Ubik considered how best to defend himself against the aspersion, but it seemed the best approach was not to. “True, if I did have a reason, I can see me making it look like my locker had been broken into first to throw off suspicion. But you should know by now that I don’t like things to be too chaotic. People are easier to manage when they’re all focused on the same thing, all looking the same way. That’s why you’re in charge. No in-fighting, no arguing, no rivalries. Nice and peaceful so we can all get on with what’s important.”

“Which is?”

“Whatever you want it to be. I’m not interested in telling you what to do, I only want to be left alone to do my own thing unmolested. Rifling through your gear is not on my schedule.”

“If it wasn’t you, then who?” said PT.

“The culprit’s a drone,” Ubik. “That’s all I can be certain of.”

“One of the guild drones?” said PT.

“Not as big as the ones that show us around. A lot smaller. I can only detect it when it moves, though. As soon as it stops, it goes dark. Might still be in here, somewhere.” Ubik glanced around the empty dorm.

“And why would the guild want to check my underwear?” asked PT.

Ubik shrugged. “Looking for contraband? Hoping to find a soiled pair of shorts for their collection? Who knows?”

“Still feels like something you would do more than they would.”

This guy, always seeing the worst in people.

“Just because you don’t know what they’re up to doesn’t mean I’m behind it. My plans are a lot less clunky.” He had standards — if he was going to be accused, at least give him credit for that.

“Don’t you think it was odd for them to leave your soul cube out on your bed?” said PT. “Why would they want you to know what they’d been up to?”

“I wondered about that, too,” said Ubik. “Not sure if it’s a warning or some kind of psychological test. No doubt they’ve honed these techniques over the years, perfecting their ability to find the perfect idiot who does what he’s told. It’s as much an art as a science.” Ubik took the soul cube out of his pocket and put it on the cabinet next to his bed. “Or maybe the drone took a liking to Grandma and they’re an item now.”

“I suppose the bastards are watching us now, too,” said PT, perturbed by the idea of being under observation, or possibly by the thought of what the drone and Grandma were up to on Ubik’s bed.

“Do you mind not using that kind of language when there’s a lady present.” Ubik indicated the cube. “She’s very old-fashioned.”

“My apologies,” PT said to the cube.

Ubik moved over to the window. It looked down on the courtyard, but at an angle that made it hard to see very much. The windows in the dorm were just as impenetrable as the ones on the stairs.

“What happened to Fig?” asked PT.

“I don’t know,” said Ubik. “I left before the thrilling climax.”

PT sat on his bed and stared into the middle-distance.

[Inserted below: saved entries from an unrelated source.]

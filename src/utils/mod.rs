// Copyright 2025 Lablup Inc. and Jeongkyu Shin
//
// Licensed under the Apache License, Version 2.0 (the "License");
// you may not use this file except in compliance with the License.
// You may obtain a copy of the License at
//
//     http://www.apache.org/licenses/LICENSE-2.0
//
// Unless required by applicable law or agreed to in writing, software
// distributed under the License is distributed on an "AS IS" BASIS,
// WITHOUT WARRANTIES OR CONDITIONS OF ANY KIND, either express or implied.
// See the License for the specific language governing permissions and
// limitations under the License.

pub mod logging;

pub use logging::init_logging;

Probably reviewing the life choices that had led him to ending up here.

“By the way,” said Ubik, “that participation award.”

“It’s a promotion pin for a G-Tag professional league.”

“Promotion, participation, all the same thing. Whatever it is, there’s a tracking device inside it.”

“What?”

“A powerful one, although the Academy shielding should make it hard to find. Of course, they may have already tracked you to the city before they lost the signal; wouldn’t be too hard to figure out which building you disappeared into. Have a lot of rabid G-Tag fans, do you?”

PT didn’t say anything. More reviewing of life choices.

Ubik had meant it when he said he didn’t like to be surrounded by a chaotic environment. He preferred to operate in peace and quiet, with everyone busy doing their thing, not bothering him doing his thing. But sometimes a little chaos helped. A distraction during an escape, for example.

Not wild chaos, though. Controlled chaos. Lots of little chaos bombs lined up to go off in a chain reaction.

He put his hand in his pocket and closed it over the signal emitter from the wave gun they’d been given to mess around with earlier. It wouldn’t work without a firing pin, but they were welded into the casing. He had only been able to liberate the emitter so easily because it needed to be replaceable in the field. Popped right out. It needed a power source to send out a sustained signal. Poor Drone A was in for a bit of a rough night.